В продолжение раскрытия теоретико-методологических основ исследования, необходимо также объяснить некоторые понятия, часто встречающиеся на страницах настоящей работы. Это понятия «историческое сознание» и «историческая память». В данной работе будет использоваться определения исторического сознания, данное социологом Ж.Т. Тощенко в статье года «Историческое сознание и историческая память» (2000). Здесь оно определяется как «совокупность идей, взглядов, представлений, чувств, настроений, отражающих восприятие и оценку прошлого во всем его многообразии, присущем и характерном как для общества в целом, так и для различных социально-демографических, социально-профессиональных и этносоциальных групп». Это определение схоже с одним из наиболее распространённых в современной отечественной научной литературе определений общественного сознания, которое определяется как «совокупность идей, взглядов, представлений, чувств, настроений, традиций, привычек, присущая обществу в целом или отдельным социальным группам» . Таким образом, историческое сознание выступает у Тощенко как обращённая на восприятие и оценку прошлого форма общественного сознания. Это, в целом, согласуется с представлениями М.А. Барга, который в своей работе «Эпохи и идеи. Становление историзма» писал, что историческое сознание являет собой «лишь измерение, срез» сознания общественного . В более же широком смысле историческое сознание понималось им как «духовный мост, переброшенный через пропасть времен, - мост, ведущий человека из прошлого в грядущее». О «конструирующей» функции исторического сознания писал и Б.Г. Могильницкий. Эти определения были учтены, но основным для нас остаётся всё же более широкое определение Тощенко, дополненное его же словами о «разлитости» исторического сознания, которое «охватывает и важные, и случайные события, впитывает в себя как систематизированную информацию, в основном через систему образования, так и неупорядоченную (через СМИ, художественную литературу)» . Это позволяет, помимо прочего, чётко определить круг источников по данной проблематике и включить в него максимально разновидовые тексты.

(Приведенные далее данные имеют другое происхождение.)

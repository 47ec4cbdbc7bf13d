//! HTTP client for the external decision services (price history,
//! forecasting, trust scoring and the reasoning model).

use async_trait::async_trait;
use reqwest::Client;
use serde::de::DeserializeOwned;
use serde::{Deserialize, Serialize};
use std::time::Duration;
use tracing::debug;

use crate::domain::entities::decision::ReasoningDecision;
use crate::domain::repositories::oracles::{
    Forecast, ForecastOracle, MarketDataSource, OracleError, PriceBar, ReasoningContext,
    ReasoningOracle, ReasoningVerdict, TrustAssessment, TrustOracle,
};

#[derive(Debug, Serialize)]
struct ForecastRequest<'a> {
    symbol: &'a str,
    prices: &'a [f64],
    horizon: usize,
}

#[derive(Debug, Serialize)]
struct TrustRequest<'a> {
    forecast: &'a Forecast,
    input: &'a [f64],
}

/// Reasoning answer before the decision word is normalised
#[derive(Debug, Deserialize)]
struct RawVerdict {
    decision: String,
    confidence: f64,
    #[serde(default)]
    rationale: String,
}

impl TryFrom<RawVerdict> for ReasoningVerdict {
    type Error = OracleError;

    fn try_from(raw: RawVerdict) -> Result<Self, Self::Error> {
        let decision: ReasoningDecision = raw.decision.parse().map_err(OracleError::InvalidResponse)?;
        if !raw.confidence.is_finite() {
            return Err(OracleError::InvalidResponse(format!(
                "non-finite confidence {}",
                raw.confidence
            )));
        }
        Ok(ReasoningVerdict {
            decision,
            confidence: raw.confidence,
            rationale: raw.rationale,
        })
    }
}

pub struct OracleClient {
    client: Client,
    base_url: String,
}

impl OracleClient {
    pub fn new(base_url: &str, timeout: Duration) -> Result<Self, OracleError> {
        let client = Client::builder()
            .timeout(timeout)
            .build()
            .map_err(|e| OracleError::Unavailable(format!("Failed to build HTTP client: {}", e)))?;
        Ok(Self {
            client,
            base_url: base_url.trim_end_matches('/').to_string(),
        })
    }

    async fn read<T: DeserializeOwned>(&self, request: reqwest::RequestBuilder) -> Result<T, OracleError> {
        let response = request
            .send()
            .await
            .map_err(|e| OracleError::Unavailable(e.to_string()))?;

        if !response.status().is_success() {
            let status = response.status();
            let body = response.text().await.unwrap_or_default();
            return Err(OracleError::Unavailable(format!("{} - {}", status, body)));
        }

        response
            .json()
            .await
            .map_err(|e| OracleError::InvalidResponse(e.to_string()))
    }
}

fn check_forecast(forecast: Forecast) -> Result<Forecast, OracleError> {
    let values = [forecast.point, forecast.lower_bound, forecast.upper_bound];
    if values.iter().any(|v| !v.is_finite()) {
        return Err(OracleError::InvalidResponse(format!(
            "non-finite forecast {:?}",
            values
        )));
    }
    if forecast.lower_bound > forecast.upper_bound {
        return Err(OracleError::InvalidResponse(format!(
            "forecast bounds inverted ({} > {})",
            forecast.lower_bound, forecast.upper_bound
        )));
    }
    Ok(forecast)
}

#[async_trait]
impl MarketDataSource for OracleClient {
    async fn price_history(&self, symbol: &str, lookback: usize) -> Result<Vec<PriceBar>, OracleError> {
        let url = format!("{}/v1/prices/{}", self.base_url, symbol);
        let mut bars: Vec<PriceBar> = self
            .read(self.client.get(url).query(&[("lookback", lookback)]))
            .await?;
        bars.retain(|bar| bar.close.is_finite() && bar.close > 0.0);
        bars.sort_by_key(|bar| bar.timestamp);
        debug!("Fetched {} bars for {}", bars.len(), symbol);
        Ok(bars)
    }
}

#[async_trait]
impl ForecastOracle for OracleClient {
    async fn forecast(
        &self,
        symbol: &str,
        price_series: &[f64],
        horizon: usize,
    ) -> Result<Forecast, OracleError> {
        let url = format!("{}/v1/forecast", self.base_url);
        let body = ForecastRequest {
            symbol,
            prices: price_series,
            horizon,
        };
        check_forecast(self.read(self.client.post(url).json(&body)).await?)
    }
}

#[async_trait]
impl TrustOracle for OracleClient {
    async fn evaluate(&self, forecast: &Forecast, input: &[f64]) -> Result<TrustAssessment, OracleError> {
        let url = format!("{}/v1/trust", self.base_url);
        self.read(self.client.post(url).json(&TrustRequest { forecast, input }))
            .await
    }
}

#[async_trait]
impl ReasoningOracle for OracleClient {
    async fn decide(&self, context: &ReasoningContext) -> Result<ReasoningVerdict, OracleError> {
        let url = format!("{}/v1/reasoning", self.base_url);
        let raw: RawVerdict = self.read(self.client.post(url).json(context)).await?;
        raw.try_into()
    }
}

В современной науке существуют разные подходы к определению понятия «историческая память». Разработка их продолжалась, начиная с 1920-х г., когда Морис Хальбвакс издал свои первые работы о коллективной памяти . Вопрос о том, следует ли говорить об «исторической» или «коллективной» памяти, в какой степени она связана с историческим сознанием и как её следует понимать, является дискуссионным, особенно для домодерновых обществ и для социума эпохи постмодерна. В связи с тем, что в наш ракурс попадает «модерновая» эпоха, которая, по Л.П. Репиной, соответствует эпохе, когда влияние историографии - т.е систематизированной историками информации - на историческую память было максимальным , воспользуемся более широким определением Ж.Т Тощенко, который определил историческую память как форму исторического сознания, которое «отражает особую значимость и актуальность информации о прошлом в тесной связи с настоящим и будущим». Историческая память, по мнению Тощенко, выражает «процесс организации, сохранения и воспроизводства прошлого опыта народа, страны, государства» для его дальнейшего использования в какой-либо деятельности общества .
В этой связи нам представляется возможным говорить об исторической памяти о гуситском движении лишь в Чехии, где сюжеты гуситской истории постоянно и активно использовались разными общественными слоями и группировками и, действительно, имели особую значимость. Говорить об «исторической памяти» о гуситах в России нам представляется невозможным, в связи с тем, что особой значимости в общенациональном масштабе гуситская тематика в России не имела. А вот понятие «исторического сознания» применительно России вполне приемлемо - русское общество и его отдельные группы вырабатывали оценку и восприятие гуситского движения, в значительной степени - посредством типичной для эпохи XIX - XX вв. «модерной» формы исторического сознания, ключевую роль в которой играла историческая наука.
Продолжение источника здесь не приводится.